By Scott Roberts; photos by Sue Volkert
Sometimes you go to a concert filled with anticipation, like when you’ve loved a band for years and, for one reason or other, this will be the first chance you’ve had to see them live. Sometimes you go to a show filled with mystery, like when your favorite band’s new CD is a radical departure from their past sound and you’re not quite sure if you like it or not, but maybe hearing the new material live will sway you one way or another. In the case of seeing celebrated ‘80s two-tone legends The English Beat, the reason you go is because you know what you’re going to get — a heaping helping of reggae-infected dance tunes that bring back memories of a time in your life that you can’t believe is so long ago at this point. And had you been at The Loft on February 19, you would not have been disappointed.
The band, these days consisting of original member songwriter/guitarist Dave Wakeling and six other musicians, seemed a bit subdued when they hit the stage, opening with “Rough Rider” and sounding almost as if they were playing in an apartment complex and didn’t want to wake the neighbors. The energy escalated slightly as the set continued, though never quite built to a fever pitch.

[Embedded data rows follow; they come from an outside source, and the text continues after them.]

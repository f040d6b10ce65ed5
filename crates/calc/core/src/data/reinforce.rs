use super::keys::{DamageTable, StatTable, StatusEffect, StatusTable};

/// Reinforcement rates for one upgrade level of one reinforce table.
///
/// Every rate multiplies the matching base value; `1.0` means unchanged.
#[derive(Clone, Debug, PartialEq)]
#[cfg_attr(feature = "serde", derive(serde::Serialize, serde::Deserialize))]
#[cfg_attr(feature = "serde", serde(default))]
pub struct ReinforceRates {
    /// Multiplier on each damage type's attack base.
    pub attack: DamageTable<f64>,
    /// Multiplier on each stat's scaling percent.
    pub correct: StatTable<f64>,
    pub stamina_atk: f64,
    pub poise_atk: f64,
    /// Multiplier on guard absorption per damage type.
    pub guard_cut: DamageTable<f64>,
    pub guard_boost: f64,
    /// Special effects unlocked at this level, by slot.
    pub sp_effect_ids: [Option<u32>; 2],
}

impl ReinforceRates {
    /// Rates of a `+0` weapon: everything unchanged.
    pub fn identity() -> Self {
        Self {
            attack: DamageTable::from_fn(|_| 1.0),
            correct: StatTable::from_fn(|_| 1.0),
            stamina_atk: 1.0,
            poise_atk: 1.0,
            guard_cut: DamageTable::from_fn(|_| 1.0),
            guard_boost: 1.0,
            sp_effect_ids: [None, None],
        }
    }

    /// Uniform attack/correct growth, handy for building tables.
    pub fn uniform(attack: f64, correct: f64) -> Self {
        Self {
            attack: DamageTable::from_fn(|_| attack),
            correct: StatTable::from_fn(|_| correct),
            ..Self::identity()
        }
    }

    pub fn with_sp_effect(mut self, slot: usize, id: u32) -> Self {
        if let Some(entry) = self.sp_effect_ids.get_mut(slot) {
            *entry = Some(id);
        }
        self
    }
}

impl Default for ReinforceRates {
    fn default() -> Self {
        Self::identity()
    }
}

/// Special effect record; only the status buildup it grants matters here.
#[derive(Clone, Debug, Default, PartialEq)]
#[cfg_attr(feature = "serde", derive(serde::Serialize, serde::Deserialize))]
pub struct SpEffect {
    pub id: u32,
    #[cfg_attr(feature = "serde", serde(default))]
    pub buildup: StatusTable<f64>,
}

impl SpEffect {
    pub fn new(id: u32) -> Self {
        Self {
            id,
            buildup: StatusTable::default(),
        }
    }

    pub fn with_buildup(mut self, effect: StatusEffect, value: f64) -> Self {
        self.buildup[effect] = value;
        self
    }
}
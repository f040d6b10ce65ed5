//! Weapon engines: Attack Rating, guard and critical damage.
//!
//! # Formula
//!
//! ```text
//! base     = attack_base × reinforce.attack[type]
//! percent  = override ? percent : percent × reinforce.correct[stat]
//! scaling  = Σ percent / 100 × curve(stat) × base
//! total    = base + scaling            (requirements met)
//!          = base × 0.6                (any scaling stat short)
//! ```

pub mod attack_rating;
pub mod critical;
pub mod grade;
pub mod guard;

pub use attack_rating::{
    ArCalculator, ArOptions, ArResult, DamageTypeResult, SpellScalingResult, StatusResult,
    calculate_ar, calculate_weapon_ar, try_calculate_ar,
};
pub use critical::{CriticalResult, calculate_critical, critical_value};
pub use grade::ScalingGrade;
pub use guard::{GuardResult, calculate_guard_stats, try_calculate_guard_stats};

But that didn’t seem to bother the mostly middle-aged crowd who did their best to skank their way through smooth, tight versions of beat classics “Save It For Later,” “I Confess,” “Mirror In The Bathroom,” as well as “Tenderness” and “Never You Done That” from Wakeling’s nearly-as-popular post-English Beat outfit General Public.
The band was in good spirits (it was actually Wakeling’s 54th birthday) and the musicianship and interplay (from incessant touring) was exemplary. Wakeling and company’s joy of playing these songs was obvious throughout the evening, as was the audience’s joy of listening to these exuberant, melodic dance tunes that hold up so well some 25 to 30 years after they were first heard.